───── Data shown
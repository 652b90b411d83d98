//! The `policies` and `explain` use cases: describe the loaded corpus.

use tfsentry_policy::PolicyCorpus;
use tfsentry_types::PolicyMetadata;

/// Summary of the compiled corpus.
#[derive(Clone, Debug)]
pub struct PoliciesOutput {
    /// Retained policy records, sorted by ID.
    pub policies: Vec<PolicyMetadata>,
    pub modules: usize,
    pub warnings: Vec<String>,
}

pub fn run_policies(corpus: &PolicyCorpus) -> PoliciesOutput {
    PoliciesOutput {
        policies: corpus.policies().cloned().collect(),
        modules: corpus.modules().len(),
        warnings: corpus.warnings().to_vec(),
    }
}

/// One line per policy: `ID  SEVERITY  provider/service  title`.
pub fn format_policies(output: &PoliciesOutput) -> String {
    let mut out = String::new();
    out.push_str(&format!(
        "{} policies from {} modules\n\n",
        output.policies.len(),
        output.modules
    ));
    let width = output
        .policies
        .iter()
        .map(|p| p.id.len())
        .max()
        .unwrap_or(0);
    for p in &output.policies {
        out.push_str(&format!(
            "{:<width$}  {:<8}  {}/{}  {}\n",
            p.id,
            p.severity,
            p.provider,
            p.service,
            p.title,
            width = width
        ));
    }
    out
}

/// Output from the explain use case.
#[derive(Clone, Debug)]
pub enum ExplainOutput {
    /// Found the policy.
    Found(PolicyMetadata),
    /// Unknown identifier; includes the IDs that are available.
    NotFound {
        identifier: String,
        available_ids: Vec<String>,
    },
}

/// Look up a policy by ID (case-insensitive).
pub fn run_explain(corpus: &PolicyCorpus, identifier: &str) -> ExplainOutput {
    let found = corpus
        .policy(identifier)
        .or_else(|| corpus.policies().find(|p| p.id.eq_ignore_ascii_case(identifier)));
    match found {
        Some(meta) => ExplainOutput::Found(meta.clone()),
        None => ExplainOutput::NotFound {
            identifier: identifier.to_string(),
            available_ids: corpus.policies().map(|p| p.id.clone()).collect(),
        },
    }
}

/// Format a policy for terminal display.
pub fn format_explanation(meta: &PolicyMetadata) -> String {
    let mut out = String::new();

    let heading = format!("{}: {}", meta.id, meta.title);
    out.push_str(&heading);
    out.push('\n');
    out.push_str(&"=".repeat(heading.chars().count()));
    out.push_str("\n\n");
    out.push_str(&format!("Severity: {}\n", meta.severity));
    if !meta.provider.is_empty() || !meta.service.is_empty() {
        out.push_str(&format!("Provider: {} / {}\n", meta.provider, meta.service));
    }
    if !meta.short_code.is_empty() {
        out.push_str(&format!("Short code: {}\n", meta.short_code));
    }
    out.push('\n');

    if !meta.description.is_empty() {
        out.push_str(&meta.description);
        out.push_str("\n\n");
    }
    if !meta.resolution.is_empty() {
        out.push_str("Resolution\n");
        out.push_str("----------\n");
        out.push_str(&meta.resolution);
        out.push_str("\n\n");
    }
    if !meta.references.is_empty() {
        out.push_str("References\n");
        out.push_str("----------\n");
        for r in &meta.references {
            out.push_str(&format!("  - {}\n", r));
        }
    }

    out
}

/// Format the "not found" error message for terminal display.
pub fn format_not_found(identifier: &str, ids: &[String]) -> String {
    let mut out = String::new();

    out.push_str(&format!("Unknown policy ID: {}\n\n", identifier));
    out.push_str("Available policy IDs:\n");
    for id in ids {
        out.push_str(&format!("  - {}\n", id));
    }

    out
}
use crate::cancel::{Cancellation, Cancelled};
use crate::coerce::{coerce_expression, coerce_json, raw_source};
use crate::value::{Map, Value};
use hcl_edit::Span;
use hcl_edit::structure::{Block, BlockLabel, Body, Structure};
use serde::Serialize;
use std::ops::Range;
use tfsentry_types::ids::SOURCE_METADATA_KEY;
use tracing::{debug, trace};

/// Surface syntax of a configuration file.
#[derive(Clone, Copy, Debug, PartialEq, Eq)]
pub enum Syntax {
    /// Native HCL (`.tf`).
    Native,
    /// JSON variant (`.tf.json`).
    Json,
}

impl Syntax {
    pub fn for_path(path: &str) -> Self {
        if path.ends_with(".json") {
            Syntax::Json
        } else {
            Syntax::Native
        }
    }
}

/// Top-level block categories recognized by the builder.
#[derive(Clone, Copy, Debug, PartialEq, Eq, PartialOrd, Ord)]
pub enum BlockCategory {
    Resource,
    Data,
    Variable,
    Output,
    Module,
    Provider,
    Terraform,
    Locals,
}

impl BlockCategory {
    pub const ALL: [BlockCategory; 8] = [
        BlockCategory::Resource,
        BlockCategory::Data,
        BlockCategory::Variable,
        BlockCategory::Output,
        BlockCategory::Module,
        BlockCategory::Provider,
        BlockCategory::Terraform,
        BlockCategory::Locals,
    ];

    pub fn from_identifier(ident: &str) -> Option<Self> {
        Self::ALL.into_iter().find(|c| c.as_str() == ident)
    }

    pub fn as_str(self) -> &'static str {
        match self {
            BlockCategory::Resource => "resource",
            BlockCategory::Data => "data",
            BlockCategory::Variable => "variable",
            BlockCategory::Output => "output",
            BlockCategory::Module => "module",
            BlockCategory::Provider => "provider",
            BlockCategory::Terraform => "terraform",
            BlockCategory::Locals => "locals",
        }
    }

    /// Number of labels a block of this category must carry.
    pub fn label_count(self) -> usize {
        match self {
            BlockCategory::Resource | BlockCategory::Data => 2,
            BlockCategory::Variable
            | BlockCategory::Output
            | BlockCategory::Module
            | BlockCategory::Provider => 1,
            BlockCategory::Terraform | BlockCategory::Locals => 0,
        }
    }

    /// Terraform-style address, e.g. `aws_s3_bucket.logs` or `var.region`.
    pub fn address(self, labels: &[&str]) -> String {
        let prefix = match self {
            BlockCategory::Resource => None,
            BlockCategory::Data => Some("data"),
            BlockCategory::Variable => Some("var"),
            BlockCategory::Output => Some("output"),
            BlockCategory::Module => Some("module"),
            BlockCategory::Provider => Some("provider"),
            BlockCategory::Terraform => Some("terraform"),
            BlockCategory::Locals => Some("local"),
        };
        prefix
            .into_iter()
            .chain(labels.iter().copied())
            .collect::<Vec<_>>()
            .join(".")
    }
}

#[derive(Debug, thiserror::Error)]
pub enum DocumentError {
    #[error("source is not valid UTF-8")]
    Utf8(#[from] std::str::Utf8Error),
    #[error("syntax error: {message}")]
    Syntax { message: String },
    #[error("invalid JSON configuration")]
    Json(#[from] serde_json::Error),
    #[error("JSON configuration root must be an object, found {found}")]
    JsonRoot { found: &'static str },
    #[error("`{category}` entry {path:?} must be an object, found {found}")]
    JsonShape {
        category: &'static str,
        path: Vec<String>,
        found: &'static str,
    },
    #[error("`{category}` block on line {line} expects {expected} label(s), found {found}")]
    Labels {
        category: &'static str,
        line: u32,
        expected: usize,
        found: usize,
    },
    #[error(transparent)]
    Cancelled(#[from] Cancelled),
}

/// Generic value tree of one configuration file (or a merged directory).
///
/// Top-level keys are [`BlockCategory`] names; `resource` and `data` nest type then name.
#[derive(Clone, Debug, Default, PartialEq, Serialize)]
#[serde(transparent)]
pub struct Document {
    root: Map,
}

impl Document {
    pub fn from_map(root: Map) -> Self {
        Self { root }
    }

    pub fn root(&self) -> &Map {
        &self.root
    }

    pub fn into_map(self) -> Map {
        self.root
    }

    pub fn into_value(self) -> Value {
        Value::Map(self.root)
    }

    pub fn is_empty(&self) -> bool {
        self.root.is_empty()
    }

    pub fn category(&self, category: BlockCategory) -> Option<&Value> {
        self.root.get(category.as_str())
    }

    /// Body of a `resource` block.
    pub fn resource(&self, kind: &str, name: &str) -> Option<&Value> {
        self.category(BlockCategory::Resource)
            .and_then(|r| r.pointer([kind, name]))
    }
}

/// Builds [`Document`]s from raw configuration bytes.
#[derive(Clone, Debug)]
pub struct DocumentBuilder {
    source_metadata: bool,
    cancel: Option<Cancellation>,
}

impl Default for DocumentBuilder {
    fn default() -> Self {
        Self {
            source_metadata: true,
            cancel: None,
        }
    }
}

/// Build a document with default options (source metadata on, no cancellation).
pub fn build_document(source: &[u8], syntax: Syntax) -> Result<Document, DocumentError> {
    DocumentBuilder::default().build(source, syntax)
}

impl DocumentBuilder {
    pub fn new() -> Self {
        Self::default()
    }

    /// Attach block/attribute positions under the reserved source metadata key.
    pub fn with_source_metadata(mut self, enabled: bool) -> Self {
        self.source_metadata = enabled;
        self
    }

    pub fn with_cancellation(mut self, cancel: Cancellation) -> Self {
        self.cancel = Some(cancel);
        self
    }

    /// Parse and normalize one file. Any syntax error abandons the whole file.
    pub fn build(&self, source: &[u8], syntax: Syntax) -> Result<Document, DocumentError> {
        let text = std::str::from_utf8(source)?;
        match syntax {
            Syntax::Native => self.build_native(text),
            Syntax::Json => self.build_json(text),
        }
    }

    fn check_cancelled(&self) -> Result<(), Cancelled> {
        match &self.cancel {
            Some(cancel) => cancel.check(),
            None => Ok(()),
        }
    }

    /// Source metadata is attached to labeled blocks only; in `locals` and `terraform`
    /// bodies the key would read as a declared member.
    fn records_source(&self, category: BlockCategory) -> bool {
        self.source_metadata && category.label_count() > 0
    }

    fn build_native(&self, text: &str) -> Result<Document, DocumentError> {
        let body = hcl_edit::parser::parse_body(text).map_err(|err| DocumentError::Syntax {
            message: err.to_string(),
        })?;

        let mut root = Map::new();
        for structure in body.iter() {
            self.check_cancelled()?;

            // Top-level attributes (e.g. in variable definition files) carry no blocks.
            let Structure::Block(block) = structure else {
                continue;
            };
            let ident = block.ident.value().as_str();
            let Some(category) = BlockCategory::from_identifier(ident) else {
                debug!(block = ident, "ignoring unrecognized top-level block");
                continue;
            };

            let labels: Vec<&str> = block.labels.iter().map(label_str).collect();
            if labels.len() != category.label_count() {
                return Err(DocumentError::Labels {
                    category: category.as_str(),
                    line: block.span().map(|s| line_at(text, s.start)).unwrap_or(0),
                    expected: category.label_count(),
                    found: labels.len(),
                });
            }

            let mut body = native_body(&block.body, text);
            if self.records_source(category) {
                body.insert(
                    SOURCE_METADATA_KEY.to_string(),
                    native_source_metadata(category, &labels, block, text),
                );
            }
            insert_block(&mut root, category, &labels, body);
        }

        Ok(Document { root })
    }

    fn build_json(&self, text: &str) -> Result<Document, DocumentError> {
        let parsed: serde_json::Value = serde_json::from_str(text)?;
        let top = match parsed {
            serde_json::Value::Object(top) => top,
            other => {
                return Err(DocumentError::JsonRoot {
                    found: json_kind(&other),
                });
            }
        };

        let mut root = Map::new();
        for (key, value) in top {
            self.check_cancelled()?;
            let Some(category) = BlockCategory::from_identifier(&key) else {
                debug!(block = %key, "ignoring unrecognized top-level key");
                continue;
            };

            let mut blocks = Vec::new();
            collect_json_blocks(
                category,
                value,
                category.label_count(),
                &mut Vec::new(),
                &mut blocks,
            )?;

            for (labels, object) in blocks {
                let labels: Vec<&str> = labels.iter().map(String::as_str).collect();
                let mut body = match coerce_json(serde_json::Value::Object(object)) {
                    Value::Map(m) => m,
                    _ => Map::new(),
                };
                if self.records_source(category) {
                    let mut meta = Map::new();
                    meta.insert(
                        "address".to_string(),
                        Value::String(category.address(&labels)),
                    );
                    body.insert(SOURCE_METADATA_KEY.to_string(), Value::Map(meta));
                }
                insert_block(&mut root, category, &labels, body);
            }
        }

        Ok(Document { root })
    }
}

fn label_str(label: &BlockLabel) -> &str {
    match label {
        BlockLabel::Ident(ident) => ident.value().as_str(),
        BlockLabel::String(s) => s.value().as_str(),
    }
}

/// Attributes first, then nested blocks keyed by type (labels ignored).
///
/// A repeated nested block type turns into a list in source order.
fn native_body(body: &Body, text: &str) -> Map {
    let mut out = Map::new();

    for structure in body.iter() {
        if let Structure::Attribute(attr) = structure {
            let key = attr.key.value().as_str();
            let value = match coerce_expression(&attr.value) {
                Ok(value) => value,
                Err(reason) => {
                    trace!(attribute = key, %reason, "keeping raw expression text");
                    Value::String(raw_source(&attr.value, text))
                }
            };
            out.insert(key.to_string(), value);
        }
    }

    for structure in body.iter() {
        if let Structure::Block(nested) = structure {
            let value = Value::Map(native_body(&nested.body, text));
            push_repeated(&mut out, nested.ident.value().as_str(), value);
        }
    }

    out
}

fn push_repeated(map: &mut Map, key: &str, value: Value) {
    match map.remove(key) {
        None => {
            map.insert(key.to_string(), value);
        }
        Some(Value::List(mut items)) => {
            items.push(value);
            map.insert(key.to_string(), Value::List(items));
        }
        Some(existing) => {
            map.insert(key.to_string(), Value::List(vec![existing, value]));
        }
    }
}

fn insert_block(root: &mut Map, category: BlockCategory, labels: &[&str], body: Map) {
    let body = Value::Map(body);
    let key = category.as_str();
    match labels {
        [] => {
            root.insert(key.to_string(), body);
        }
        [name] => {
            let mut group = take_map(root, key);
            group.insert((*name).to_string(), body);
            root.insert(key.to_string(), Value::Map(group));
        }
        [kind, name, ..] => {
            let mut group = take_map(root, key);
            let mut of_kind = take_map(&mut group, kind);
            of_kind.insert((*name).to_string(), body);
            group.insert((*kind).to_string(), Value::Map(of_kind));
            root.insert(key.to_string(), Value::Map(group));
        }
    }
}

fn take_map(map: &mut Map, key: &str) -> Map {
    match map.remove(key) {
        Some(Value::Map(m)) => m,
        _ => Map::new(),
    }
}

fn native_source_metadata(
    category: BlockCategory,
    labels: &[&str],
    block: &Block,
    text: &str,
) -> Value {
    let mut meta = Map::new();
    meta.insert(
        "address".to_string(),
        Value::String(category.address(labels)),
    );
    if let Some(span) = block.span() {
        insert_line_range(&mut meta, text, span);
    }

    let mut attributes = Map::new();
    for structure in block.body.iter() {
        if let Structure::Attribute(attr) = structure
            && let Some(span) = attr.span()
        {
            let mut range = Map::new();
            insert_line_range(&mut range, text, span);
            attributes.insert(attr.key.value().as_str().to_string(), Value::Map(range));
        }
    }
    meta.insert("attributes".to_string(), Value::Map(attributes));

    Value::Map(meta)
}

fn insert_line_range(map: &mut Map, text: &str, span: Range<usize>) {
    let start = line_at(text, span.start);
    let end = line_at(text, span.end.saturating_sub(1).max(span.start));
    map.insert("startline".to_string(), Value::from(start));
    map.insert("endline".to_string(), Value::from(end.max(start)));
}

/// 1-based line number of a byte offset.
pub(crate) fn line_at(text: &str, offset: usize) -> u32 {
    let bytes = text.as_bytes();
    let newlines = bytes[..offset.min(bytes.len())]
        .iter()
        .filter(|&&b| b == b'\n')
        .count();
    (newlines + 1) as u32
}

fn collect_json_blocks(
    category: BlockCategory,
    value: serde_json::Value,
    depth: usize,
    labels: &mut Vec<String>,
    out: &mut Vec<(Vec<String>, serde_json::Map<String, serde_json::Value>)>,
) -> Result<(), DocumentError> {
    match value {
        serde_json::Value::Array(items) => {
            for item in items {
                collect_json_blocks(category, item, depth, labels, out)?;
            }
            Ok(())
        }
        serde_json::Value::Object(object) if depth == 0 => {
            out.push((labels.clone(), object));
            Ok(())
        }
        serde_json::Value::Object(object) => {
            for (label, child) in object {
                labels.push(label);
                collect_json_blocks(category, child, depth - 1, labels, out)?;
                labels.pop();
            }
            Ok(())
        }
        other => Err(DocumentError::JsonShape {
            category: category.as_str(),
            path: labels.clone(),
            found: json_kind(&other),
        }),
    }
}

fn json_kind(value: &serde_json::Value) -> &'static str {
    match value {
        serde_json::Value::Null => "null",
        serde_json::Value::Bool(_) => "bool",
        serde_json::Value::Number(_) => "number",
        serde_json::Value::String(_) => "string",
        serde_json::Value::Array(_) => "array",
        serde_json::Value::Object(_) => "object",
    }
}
──────────
───── Data shown
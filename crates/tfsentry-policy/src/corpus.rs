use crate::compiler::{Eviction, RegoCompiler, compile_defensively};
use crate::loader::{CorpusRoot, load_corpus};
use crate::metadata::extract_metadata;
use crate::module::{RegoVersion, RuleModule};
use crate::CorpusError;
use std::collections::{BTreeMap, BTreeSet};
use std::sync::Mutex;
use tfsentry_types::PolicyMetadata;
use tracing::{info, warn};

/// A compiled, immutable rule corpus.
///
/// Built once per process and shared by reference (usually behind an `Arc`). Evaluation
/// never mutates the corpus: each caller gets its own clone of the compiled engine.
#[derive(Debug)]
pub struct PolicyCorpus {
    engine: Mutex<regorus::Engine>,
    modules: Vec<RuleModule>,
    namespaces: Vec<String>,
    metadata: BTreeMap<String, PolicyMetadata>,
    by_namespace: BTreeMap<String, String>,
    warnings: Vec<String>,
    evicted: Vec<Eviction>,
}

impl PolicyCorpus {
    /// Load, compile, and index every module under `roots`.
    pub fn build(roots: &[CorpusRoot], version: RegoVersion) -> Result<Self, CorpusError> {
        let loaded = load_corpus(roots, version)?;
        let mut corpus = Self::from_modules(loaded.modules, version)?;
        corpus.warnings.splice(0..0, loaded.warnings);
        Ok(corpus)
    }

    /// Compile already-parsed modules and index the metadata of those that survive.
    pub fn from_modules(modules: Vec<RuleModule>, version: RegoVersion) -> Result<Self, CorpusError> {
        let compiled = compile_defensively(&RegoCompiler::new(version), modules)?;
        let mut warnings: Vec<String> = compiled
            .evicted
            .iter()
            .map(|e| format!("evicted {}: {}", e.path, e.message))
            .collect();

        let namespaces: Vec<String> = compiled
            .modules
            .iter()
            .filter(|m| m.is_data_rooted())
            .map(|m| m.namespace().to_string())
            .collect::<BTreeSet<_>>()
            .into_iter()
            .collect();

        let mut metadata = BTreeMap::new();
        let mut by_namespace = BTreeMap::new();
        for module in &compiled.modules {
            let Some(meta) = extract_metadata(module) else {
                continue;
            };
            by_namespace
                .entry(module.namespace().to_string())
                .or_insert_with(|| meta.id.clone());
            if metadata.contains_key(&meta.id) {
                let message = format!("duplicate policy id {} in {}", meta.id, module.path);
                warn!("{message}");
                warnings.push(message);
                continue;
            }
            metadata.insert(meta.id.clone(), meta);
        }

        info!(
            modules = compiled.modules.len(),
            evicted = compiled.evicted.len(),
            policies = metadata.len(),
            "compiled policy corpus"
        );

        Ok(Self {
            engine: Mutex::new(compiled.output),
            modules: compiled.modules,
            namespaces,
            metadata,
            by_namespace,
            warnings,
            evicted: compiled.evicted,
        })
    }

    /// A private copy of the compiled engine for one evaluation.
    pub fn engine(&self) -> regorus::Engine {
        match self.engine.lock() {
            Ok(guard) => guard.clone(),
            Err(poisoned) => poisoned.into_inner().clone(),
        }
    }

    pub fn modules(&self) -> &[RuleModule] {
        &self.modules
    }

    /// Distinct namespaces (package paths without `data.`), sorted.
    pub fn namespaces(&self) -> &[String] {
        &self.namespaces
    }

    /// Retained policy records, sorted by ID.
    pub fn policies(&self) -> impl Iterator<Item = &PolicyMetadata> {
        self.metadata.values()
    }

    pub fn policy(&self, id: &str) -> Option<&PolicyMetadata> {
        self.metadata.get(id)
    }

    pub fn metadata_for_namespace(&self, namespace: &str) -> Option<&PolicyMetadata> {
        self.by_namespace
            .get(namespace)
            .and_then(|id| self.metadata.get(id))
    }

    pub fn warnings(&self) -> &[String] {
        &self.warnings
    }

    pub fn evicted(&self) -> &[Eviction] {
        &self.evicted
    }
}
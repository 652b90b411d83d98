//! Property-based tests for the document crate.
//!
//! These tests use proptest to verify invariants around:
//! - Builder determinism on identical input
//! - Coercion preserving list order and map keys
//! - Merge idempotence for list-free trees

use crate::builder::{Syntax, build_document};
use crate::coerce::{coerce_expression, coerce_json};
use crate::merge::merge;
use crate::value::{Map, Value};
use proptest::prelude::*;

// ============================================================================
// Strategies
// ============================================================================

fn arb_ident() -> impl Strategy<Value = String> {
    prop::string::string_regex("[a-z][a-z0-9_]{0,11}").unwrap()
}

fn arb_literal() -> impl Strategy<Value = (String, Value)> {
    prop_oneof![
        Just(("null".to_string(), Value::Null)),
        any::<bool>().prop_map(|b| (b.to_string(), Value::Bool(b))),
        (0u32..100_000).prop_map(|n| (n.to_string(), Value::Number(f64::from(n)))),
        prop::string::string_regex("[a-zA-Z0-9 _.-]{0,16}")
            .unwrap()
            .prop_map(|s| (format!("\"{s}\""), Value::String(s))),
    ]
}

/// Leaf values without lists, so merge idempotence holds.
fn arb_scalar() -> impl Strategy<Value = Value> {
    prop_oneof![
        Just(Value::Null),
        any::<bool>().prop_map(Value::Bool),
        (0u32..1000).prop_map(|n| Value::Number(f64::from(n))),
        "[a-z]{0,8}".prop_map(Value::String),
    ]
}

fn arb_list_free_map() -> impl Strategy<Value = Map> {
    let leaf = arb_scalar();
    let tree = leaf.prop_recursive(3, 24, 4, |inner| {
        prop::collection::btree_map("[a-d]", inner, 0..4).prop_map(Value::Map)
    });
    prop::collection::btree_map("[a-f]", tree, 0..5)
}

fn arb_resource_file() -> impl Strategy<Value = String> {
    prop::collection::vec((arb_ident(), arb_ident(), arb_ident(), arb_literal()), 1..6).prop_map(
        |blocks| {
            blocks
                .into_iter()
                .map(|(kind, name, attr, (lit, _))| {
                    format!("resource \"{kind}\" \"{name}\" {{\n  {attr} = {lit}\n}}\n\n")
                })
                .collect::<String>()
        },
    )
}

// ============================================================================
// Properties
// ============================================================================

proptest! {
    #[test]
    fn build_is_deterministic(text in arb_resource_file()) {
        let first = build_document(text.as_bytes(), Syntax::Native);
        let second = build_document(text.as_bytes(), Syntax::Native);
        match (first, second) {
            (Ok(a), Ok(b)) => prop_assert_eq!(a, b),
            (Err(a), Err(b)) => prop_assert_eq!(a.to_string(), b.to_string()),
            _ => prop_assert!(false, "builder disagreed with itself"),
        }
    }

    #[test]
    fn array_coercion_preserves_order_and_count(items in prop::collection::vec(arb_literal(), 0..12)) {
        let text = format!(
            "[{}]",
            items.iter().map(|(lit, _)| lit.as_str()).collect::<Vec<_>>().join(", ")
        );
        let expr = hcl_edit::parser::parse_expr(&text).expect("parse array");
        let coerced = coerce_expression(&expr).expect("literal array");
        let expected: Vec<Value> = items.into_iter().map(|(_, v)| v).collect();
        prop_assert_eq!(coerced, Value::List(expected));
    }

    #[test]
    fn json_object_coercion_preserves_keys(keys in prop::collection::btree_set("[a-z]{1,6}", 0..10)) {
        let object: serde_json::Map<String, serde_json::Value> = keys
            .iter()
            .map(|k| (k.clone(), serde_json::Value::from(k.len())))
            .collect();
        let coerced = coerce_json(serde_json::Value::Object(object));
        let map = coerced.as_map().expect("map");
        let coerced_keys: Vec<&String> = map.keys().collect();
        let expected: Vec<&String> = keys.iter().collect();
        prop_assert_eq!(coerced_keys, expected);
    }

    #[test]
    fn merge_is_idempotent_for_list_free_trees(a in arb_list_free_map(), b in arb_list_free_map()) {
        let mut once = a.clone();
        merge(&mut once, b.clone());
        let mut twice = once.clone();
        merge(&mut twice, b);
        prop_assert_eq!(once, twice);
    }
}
──────────
Aim of the task
Copy down every line of the material above that includes the string "heading".

Task result
    let heading = format!("{}: {}", meta.id, meta.title);
    out.push_str(&heading);
    out.push_str(&"=".repeat(heading.chars().count()));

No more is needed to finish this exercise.